No Kill South Carolina aims to eliminate unnecessary euthanasia in our state. A key strategy is encouraging communities across the state to embrace programs that keep animals out of their shelters – with fantastic results! Check out the maps to see the progress we’ve made statewide!

What does “No Kill” mean?

At No Kill South Carolina, we define “no kill” as saving every healthy and treatable animal – eliminating unnecessary euthanasia for dogs and cats. Pets with no medical or behavioral issues should be saved, as well as those that would have a good quality of life if their issues were addressed.

Heartbreakingly, some animals deserve euthanasia in the most humane sense or the word: those unhealthy and untreatable animals are either suffering from severe injury of illness, or they simply are not safe to put out in society.

You might have heard that a no kill shelter is one that euthanizes fewer than 10% of the animals they take in.

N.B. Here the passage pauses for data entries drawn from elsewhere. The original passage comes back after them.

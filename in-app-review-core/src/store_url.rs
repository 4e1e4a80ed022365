//! Store page URLs for manual reviews

/// Microsoft Store review page, opened through the `ms-windows-store` scheme
pub fn microsoft_store_review_url(product_id: &str) -> String {
    format!(
        "ms-windows-store://review/?ProductId={}",
        urlencoding::encode(product_id.trim())
    )
}

/// Mac App Store "write a review" page
pub fn mac_app_store_review_url(app_store_id: &str) -> String {
    format!(
        "macappstore://apps.apple.com/app/id{}?action=write-review",
        urlencoding::encode(app_store_id.trim())
    )
}

/// Trim a caller-supplied store identifier; blank counts as absent
pub fn normalize_store_id(id: Option<&str>) -> Option<&str> {
    id.map(str::trim).filter(|id| !id.is_empty())
}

That definition is fine, but the qualitative approach makes more sense for us. After all, who says 10% of animals that enter a shelter are unhealthy or untreatable?

Here in Charleston County, it’s only about 6 or 7%. In some communities it may be higher, in some it may be lower. Many shelters in South Carolina don’t have the capacity to track that level of detail. Suffice to say that communities saving more than 90% of their sheltered animals are doing a really good job!

The Difference Between a No Kill Shelter and a No Kill Community
Any shelter can close its doors and stop accepting animals so they aren’t forced to euthanize animals to make room. Many wonderful shelters go that route! But it doesn’t say anything about what’s happening to companion animals in the community at-large.

A No Kill Community is one where no healthy or treatable animal is euthanized, anywhere. Charleston County is a No Kill Community. Greenville County is now a No Kill Community. We’re working to make South Carolina a No Kill State.

The Lifesaving Equation

Eliminating unnecessary euthanasia is only half the lifesaving equation. Quality of life is just as important as life itself. Eliminating euthanasia without changing any other policies could lead to an inhumane hoarding situation, since the number of animals leaving the shelter is lower, but intake is the same as ever. Lifesaving cannot come at the expense of humane care.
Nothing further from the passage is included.